Problem requirements =>
Filter these entries, keeping only lines that hold the word "impl".

[Start of Attachment]

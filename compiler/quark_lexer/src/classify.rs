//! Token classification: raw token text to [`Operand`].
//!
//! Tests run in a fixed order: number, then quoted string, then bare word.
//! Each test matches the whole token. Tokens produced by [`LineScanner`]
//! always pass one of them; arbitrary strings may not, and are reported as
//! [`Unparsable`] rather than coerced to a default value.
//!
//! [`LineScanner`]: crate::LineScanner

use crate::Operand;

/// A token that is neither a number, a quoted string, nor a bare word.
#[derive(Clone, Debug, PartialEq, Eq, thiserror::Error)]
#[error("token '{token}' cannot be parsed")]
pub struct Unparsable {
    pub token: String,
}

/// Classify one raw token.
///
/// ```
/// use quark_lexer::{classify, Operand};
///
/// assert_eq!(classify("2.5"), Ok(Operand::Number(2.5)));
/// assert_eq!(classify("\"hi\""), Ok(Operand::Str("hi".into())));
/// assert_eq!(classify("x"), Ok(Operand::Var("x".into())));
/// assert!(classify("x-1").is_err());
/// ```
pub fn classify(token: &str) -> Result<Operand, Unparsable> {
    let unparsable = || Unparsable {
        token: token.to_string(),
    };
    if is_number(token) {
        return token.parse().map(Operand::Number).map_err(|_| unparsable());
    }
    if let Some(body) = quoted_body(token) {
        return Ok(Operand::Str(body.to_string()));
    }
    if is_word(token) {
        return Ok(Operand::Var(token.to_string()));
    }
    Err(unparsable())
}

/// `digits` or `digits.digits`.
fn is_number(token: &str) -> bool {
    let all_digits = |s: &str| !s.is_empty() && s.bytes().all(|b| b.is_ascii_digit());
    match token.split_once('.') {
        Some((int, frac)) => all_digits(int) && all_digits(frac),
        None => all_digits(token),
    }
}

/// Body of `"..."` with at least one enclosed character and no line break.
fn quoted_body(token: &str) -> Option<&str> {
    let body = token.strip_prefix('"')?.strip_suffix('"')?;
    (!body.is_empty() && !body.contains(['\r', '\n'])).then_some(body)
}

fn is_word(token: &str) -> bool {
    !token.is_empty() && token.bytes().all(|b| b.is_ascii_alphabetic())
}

[End of Attachment]
[Start of Attachment]

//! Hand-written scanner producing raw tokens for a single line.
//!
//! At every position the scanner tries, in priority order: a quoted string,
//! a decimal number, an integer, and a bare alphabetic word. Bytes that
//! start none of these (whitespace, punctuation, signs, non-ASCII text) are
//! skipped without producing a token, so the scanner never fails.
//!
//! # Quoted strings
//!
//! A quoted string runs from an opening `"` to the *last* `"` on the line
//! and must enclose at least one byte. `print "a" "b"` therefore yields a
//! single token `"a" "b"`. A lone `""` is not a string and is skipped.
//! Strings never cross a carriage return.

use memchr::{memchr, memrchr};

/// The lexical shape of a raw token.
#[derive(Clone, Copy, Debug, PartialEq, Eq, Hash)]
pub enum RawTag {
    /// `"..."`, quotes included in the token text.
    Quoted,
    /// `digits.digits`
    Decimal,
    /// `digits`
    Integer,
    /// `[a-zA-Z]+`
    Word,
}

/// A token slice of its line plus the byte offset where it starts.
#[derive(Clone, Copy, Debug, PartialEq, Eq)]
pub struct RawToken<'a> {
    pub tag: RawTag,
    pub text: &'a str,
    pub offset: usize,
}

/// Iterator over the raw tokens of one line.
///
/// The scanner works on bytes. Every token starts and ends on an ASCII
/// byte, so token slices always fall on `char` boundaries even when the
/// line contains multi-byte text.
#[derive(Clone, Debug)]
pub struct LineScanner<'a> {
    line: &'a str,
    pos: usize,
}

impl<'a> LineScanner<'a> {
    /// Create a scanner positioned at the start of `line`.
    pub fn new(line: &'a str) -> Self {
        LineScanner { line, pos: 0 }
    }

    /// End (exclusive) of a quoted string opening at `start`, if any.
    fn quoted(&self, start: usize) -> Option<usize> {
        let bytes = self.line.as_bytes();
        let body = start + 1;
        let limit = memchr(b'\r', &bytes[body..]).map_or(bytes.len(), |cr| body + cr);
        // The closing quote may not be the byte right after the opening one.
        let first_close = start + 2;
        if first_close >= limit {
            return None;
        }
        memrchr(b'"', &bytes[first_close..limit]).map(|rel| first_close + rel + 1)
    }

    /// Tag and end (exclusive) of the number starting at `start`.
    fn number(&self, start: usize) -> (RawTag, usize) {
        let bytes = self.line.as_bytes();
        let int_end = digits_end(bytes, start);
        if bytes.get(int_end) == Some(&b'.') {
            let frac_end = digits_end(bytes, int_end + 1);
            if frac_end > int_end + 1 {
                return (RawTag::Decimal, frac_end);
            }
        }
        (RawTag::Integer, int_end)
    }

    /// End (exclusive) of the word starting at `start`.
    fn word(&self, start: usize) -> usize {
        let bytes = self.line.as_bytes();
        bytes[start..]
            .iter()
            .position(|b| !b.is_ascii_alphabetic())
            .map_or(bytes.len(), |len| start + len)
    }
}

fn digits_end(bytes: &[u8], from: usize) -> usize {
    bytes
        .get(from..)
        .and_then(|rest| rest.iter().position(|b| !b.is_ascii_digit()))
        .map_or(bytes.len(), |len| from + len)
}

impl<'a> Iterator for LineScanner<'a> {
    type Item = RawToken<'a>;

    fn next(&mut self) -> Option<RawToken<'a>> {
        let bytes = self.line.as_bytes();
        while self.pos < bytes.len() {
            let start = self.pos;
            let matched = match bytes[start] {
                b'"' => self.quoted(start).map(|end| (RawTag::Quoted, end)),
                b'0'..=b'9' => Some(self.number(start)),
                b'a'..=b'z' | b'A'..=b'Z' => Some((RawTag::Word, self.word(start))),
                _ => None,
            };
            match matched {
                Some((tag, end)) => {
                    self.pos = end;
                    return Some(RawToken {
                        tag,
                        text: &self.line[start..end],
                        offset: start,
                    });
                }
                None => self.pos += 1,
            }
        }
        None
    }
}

[End of Attachment]

Answer space =>
impl<'a> LineScanner<'a> {
impl<'a> Iterator for LineScanner<'a> {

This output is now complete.